Matching is an appealing way to design observational studies because it mimics the data structure produced by stratified randomized trials, pairing treated individuals with similar controls. After matching, inference is often conducted using methods tailored for stratified randomized trials in which treatments are permuted within matched pairs. However, in observational studies, matched pairs are not predetermined before treatment; instead, they are constructed based on observed treatment status. This introduces a challenge as the permutation distributions used in standard inference methods do not account for the possibility that permuting treatments might lead to a different selection of matched pairs ($Z$-dependence). To address this issue, we propose a novel and computationally efficient algorithm that characterizes and enables sampling from the correct conditional distribution of treatment after an optimal propensity score matching, accounting for $Z$-dependence.

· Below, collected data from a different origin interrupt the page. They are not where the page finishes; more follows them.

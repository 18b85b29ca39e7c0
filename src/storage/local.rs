// dbbackup/src/storage/local.rs
use crate::errors::{BackupError, Result};
use crate::storage::{BackupFileRecord, StorageBackend};
use async_trait::async_trait;
use chrono::{DateTime, Utc};
use log::{error, info};
use std::path::{Path, PathBuf};
use tokio::fs;

pub struct LocalBackend {
    base: PathBuf,
    id: String,
}

impl LocalBackend {
    pub fn new(base: PathBuf) -> Self {
        let id = format!("local:{}", base.display());
        LocalBackend { base, id }
    }

    fn full_path(&self, key: &str) -> PathBuf {
        self.base.join(key)
    }

    async fn record_for(path: &Path) -> Option<BackupFileRecord> {
        let meta = fs::metadata(path).await.ok()?;
        let modified: DateTime<Utc> = meta.modified().ok()?.into();
        Some(BackupFileRecord {
            name: path.file_name()?.to_string_lossy().into_owned(),
            key: path.to_string_lossy().into_owned(),
            modified,
        })
    }
}

#[async_trait]
impl StorageBackend for LocalBackend {
    fn id(&self) -> &str {
        &self.id
    }

    async fn put_file(&self, src: &Path, key: &str) -> Result<()> {
        let dst = self.full_path(key);
        if let Some(parent) = dst.parent() {
            fs::create_dir_all(parent).await?;
        }
        fs::copy(src, &dst).await.map_err(|e| BackupError::Upload {
            destination: self.id.clone(),
            message: format!(
                "Couldn't copy {} to {}: {}",
                src.display(),
                dst.display(),
                e
            ),
        })?;
        info!(
            "Successfully copied {} to {}",
            src.display(),
            dst.display()
        );
        Ok(())
    }

    async fn list(&self, prefix: &str) -> Result<Vec<BackupFileRecord>> {
        let root = self.full_path(prefix);
        let mut records = Vec::new();
        let mut entries = match fs::read_dir(&root).await {
            Ok(entries) => entries,
            // A bucket directory that was never written is simply empty.
            Err(e) if e.kind() == std::io::ErrorKind::NotFound => return Ok(records),
            Err(e) => return Err(BackupError::Cleanup(e.to_string())),
        };

        let mut subdirs = Vec::new();
        while let Some(entry) = entries
            .next_entry()
            .await
            .map_err(|e| BackupError::Cleanup(e.to_string()))?
        {
            let path = entry.path();
            if path.is_dir() {
                subdirs.push(path);
            } else if let Some(record) = Self::record_for(&path).await {
                records.push(record);
            }
        }

        // One level of recursion for per-table layouts (<bucket>/<db>/...).
        for subdir in subdirs {
            let Ok(mut sub_entries) = fs::read_dir(&subdir).await else {
                continue;
            };
            while let Ok(Some(entry)) = sub_entries.next_entry().await {
                let path = entry.path();
                if path.is_dir() {
                    continue;
                }
                if let Some(record) = Self::record_for(&path).await {
                    records.push(record);
                }
            }
        }
        Ok(records)
    }

    async fn delete(&self, keys: &[String]) -> Result<()> {
        // Best effort per entry: one stubborn file must not keep the rest of
        // the batch alive.
        for key in keys {
            match fs::remove_file(key).await {
                Ok(()) => info!("Deleted old local backup: {}", key),
                Err(e) => error!("Failed to delete old local backup {}: {}", key, e),
            }
        }
        Ok(())
    }

    async fn copy(&self, src_key: &str, dst_key: &str) -> Result<()> {
        let src = self.full_path(src_key);
        let dst = self.full_path(dst_key);
        if let Some(parent) = dst.parent() {
            fs::create_dir_all(parent).await?;
        }
        fs::copy(&src, &dst)
            .await
            .map_err(|e| BackupError::Rotation(format!(
                "Couldn't create copy of {} at {}: {}",
                src.display(),
                dst.display(),
                e
            )))?;
        Ok(())
    }
}

#[cfg(test)]
mod tests {
    use super::*;
    use tempfile::TempDir;

    #[tokio::test]
    async fn test_put_list_and_copy() {
        let staging = TempDir::new().unwrap();
        let target = TempDir::new().unwrap();
        let backend = LocalBackend::new(target.path().to_path_buf());

        let src = staging.path().join("orders-Mon.sql.gz");
        std::fs::write(&src, b"dump bytes").unwrap();

        backend
            .put_file(&src, "Daily/Mon/orders-Mon.sql.gz")
            .await
            .unwrap();
        backend
            .copy("Daily/Mon/orders-Mon.sql.gz", "Weekly/orders-week_36.sql.gz")
            .await
            .unwrap();

        let daily = backend.list("Daily").await.unwrap();
        assert_eq!(daily.len(), 1);
        assert_eq!(daily[0].name, "orders-Mon.sql.gz");

        let weekly = backend.list("Weekly").await.unwrap();
        assert_eq!(weekly.len(), 1);

        backend
            .delete(&[daily[0].key.clone()])
            .await
            .unwrap();
        assert!(backend.list("Daily").await.unwrap().is_empty());
    }

    #[tokio::test]
    async fn test_list_recurses_one_level() {
        let target = TempDir::new().unwrap();
        let backend = LocalBackend::new(target.path().to_path_buf());
        let nested = target.path().join("Daily/orders");
        std::fs::create_dir_all(&nested).unwrap();
        std::fs::write(nested.join("orders_items-Mon.sql.gz"), b"x").unwrap();
        std::fs::write(target.path().join("Daily/billing-Mon.sql.gz"), b"y").unwrap();

        let records = backend.list("Daily").await.unwrap();
        let mut names: Vec<_> = records.iter().map(|r| r.name.as_str()).collect();
        names.sort();
        assert_eq!(names, vec!["billing-Mon.sql.gz", "orders_items-Mon.sql.gz"]);
    }

    #[tokio::test]
    async fn test_list_missing_prefix_is_empty() {
        let target = TempDir::new().unwrap();
        let backend = LocalBackend::new(target.path().to_path_buf());
        assert!(backend.list("Monthly").await.unwrap().is_empty());
    }
}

We show how this new procedure, called match-adaptive randomization inference, corrects for an anticonservative result in a well-known observational study investigating the impact of hormone replacement theory (HRT) on coronary heart disease and corroborates experimental findings about heterogeneous effects of HRT across different ages of initiation in women. Keywords: matching, causal inference, propensity score, permutation test, Type I error, graphs.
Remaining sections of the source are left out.